■ **Your objective**:
Among the lines of data below, reproduce only those from the one with "config.secrets.clone_from(&args.secrets);" through the one with "let plan = DeployPlan", exactly as they stand, both ends included.

■ **Stored items**:
○ ○ ○ ○ ○ ○ ○
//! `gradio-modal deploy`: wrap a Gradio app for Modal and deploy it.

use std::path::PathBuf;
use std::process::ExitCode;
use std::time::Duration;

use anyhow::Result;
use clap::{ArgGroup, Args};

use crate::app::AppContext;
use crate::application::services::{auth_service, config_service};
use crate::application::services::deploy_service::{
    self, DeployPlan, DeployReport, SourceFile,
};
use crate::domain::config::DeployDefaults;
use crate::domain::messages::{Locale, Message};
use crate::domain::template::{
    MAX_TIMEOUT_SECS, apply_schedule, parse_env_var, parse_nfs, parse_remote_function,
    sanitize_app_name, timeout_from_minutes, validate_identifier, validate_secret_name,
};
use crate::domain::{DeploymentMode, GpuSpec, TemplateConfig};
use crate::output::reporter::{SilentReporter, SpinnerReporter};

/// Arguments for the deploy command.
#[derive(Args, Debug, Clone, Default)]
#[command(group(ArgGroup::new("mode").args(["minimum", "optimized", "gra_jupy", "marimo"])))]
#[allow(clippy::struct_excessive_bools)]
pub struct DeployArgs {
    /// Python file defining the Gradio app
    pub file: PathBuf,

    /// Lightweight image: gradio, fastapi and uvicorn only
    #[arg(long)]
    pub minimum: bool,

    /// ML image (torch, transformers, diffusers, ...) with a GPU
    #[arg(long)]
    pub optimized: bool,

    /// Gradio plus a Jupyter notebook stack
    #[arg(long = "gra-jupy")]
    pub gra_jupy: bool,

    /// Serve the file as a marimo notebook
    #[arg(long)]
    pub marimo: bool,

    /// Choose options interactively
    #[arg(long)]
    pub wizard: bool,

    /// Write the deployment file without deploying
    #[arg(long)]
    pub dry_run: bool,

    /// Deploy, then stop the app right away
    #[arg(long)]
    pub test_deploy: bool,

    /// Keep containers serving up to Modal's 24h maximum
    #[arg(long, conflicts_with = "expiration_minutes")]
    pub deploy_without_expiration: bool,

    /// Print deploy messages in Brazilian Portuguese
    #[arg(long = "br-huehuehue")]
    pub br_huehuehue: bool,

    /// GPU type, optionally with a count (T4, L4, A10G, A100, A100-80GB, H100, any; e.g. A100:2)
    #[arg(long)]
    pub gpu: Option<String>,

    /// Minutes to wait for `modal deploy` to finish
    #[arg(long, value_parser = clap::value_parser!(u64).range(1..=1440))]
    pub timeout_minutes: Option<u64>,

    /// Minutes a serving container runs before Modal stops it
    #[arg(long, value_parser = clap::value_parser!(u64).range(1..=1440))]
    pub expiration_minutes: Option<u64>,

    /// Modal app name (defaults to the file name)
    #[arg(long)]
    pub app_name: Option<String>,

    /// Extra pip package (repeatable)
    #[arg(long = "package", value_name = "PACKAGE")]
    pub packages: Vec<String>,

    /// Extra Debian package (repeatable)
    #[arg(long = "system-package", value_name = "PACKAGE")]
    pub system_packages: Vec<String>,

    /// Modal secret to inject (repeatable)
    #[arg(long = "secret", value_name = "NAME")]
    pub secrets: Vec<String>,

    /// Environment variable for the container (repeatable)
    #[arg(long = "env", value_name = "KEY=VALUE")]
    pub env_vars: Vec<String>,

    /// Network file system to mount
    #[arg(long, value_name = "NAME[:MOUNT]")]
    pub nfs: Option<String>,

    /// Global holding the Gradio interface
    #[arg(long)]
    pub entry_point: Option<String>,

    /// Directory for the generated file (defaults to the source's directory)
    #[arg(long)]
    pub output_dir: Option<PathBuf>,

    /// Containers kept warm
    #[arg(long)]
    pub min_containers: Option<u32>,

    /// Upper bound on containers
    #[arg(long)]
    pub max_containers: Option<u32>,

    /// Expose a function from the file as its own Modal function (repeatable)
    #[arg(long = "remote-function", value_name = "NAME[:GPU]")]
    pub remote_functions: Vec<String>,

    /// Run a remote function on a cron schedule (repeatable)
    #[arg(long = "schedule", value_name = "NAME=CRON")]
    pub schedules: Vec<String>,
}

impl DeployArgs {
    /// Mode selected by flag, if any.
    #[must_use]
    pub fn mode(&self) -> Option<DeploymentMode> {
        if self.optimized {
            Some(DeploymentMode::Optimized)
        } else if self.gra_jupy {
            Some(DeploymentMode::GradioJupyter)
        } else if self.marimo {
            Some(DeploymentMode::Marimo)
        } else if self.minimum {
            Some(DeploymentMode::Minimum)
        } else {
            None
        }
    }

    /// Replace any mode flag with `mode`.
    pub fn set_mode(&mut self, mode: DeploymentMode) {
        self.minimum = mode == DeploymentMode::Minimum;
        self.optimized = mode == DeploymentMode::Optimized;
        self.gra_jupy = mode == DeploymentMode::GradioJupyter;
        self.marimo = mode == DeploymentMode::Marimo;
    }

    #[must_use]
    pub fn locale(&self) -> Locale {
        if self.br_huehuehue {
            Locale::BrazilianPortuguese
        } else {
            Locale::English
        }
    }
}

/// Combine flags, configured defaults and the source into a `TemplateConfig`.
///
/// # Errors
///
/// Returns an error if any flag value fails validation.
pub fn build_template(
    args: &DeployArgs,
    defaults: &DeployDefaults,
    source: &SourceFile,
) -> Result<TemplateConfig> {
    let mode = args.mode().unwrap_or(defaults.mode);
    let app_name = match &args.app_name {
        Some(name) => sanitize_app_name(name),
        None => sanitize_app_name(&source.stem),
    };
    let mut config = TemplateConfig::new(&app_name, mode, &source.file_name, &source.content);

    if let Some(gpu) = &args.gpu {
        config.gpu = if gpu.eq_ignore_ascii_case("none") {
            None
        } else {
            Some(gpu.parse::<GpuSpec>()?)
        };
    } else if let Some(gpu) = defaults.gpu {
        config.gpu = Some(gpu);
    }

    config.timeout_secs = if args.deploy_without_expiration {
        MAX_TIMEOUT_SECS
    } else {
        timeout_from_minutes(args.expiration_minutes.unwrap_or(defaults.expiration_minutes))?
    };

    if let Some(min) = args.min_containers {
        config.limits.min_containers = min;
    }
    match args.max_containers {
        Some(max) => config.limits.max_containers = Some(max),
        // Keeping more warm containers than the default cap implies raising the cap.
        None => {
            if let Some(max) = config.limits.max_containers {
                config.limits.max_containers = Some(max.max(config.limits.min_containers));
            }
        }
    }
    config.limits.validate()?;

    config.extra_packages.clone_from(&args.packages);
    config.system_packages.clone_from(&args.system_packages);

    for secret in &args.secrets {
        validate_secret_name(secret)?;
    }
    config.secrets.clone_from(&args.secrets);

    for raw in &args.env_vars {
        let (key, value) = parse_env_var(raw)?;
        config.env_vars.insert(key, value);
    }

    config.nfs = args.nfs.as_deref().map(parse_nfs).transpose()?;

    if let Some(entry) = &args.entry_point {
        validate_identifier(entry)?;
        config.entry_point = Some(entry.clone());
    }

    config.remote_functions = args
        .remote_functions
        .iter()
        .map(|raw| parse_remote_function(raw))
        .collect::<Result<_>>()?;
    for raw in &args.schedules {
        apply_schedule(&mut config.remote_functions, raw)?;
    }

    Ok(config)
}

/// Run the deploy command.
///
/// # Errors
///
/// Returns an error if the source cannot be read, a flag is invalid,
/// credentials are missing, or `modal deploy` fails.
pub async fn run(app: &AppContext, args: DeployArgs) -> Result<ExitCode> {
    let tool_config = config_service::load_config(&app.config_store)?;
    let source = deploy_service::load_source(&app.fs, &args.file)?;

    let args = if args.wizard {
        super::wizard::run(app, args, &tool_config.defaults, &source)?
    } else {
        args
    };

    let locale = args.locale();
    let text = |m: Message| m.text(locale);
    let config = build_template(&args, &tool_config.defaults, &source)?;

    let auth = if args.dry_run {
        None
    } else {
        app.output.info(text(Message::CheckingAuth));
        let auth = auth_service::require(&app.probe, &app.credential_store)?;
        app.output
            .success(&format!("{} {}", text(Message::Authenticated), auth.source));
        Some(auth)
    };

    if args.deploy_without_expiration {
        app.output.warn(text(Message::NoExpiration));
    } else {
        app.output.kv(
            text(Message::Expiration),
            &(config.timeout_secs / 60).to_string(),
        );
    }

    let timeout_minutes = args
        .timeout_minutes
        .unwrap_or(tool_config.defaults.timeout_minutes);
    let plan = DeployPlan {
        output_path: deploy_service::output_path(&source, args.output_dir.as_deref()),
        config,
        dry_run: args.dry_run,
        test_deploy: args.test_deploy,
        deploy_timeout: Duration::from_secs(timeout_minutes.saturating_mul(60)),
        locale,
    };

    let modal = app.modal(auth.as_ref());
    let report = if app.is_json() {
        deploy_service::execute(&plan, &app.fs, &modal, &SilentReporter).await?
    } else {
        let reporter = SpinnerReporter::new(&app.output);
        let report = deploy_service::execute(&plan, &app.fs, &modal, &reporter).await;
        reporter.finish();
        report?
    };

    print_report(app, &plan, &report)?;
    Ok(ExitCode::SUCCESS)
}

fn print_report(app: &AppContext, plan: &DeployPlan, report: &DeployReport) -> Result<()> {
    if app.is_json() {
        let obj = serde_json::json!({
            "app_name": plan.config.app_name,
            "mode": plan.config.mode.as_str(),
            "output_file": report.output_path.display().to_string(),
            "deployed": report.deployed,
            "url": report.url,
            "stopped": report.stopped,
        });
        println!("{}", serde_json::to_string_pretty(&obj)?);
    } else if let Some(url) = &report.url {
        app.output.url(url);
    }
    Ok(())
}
○ ○ ○ ○ ○ ○ ○
■ **Worked solution**:
    config.secrets.clone_from(&args.secrets);

    for raw in &args.env_vars {
        let (key, value) = parse_env_var(raw)?;
        config.env_vars.insert(key, value);
    }

    config.nfs = args.nfs.as_deref().map(parse_nfs).transpose()?;

    if let Some(entry) = &args.entry_point {
        validate_identifier(entry)?;
        config.entry_point = Some(entry.clone());
    }

    config.remote_functions = args
        .remote_functions
        .iter()
        .map(|raw| parse_remote_function(raw))
        .collect::<Result<_>>()?;
    for raw in &args.schedules {
        apply_schedule(&mut config.remote_functions, raw)?;
    }

    Ok(config)
}

/// Run the deploy command.
///
/// # Errors
///
/// Returns an error if the source cannot be read, a flag is invalid,
/// credentials are missing, or `modal deploy` fails.
pub async fn run(app: &AppContext, args: DeployArgs) -> Result<ExitCode> {
    let tool_config = config_service::load_config(&app.config_store)?;
    let source = deploy_service::load_source(&app.fs, &args.file)?;

    let args = if args.wizard {
        super::wizard::run(app, args, &tool_config.defaults, &source)?
    } else {
        args
    };

    let locale = args.locale();
    let text = |m: Message| m.text(locale);
    let config = build_template(&args, &tool_config.defaults, &source)?;

    let auth = if args.dry_run {
        None
    } else {
        app.output.info(text(Message::CheckingAuth));
        let auth = auth_service::require(&app.probe, &app.credential_store)?;
        app.output
            .success(&format!("{} {}", text(Message::Authenticated), auth.source));
        Some(auth)
    };

    if args.deploy_without_expiration {
        app.output.warn(text(Message::NoExpiration));
    } else {
        app.output.kv(
            text(Message::Expiration),
            &(config.timeout_secs / 60).to_string(),
        );
    }

    let timeout_minutes = args
        .timeout_minutes
        .unwrap_or(tool_config.defaults.timeout_minutes);
    let plan = DeployPlan {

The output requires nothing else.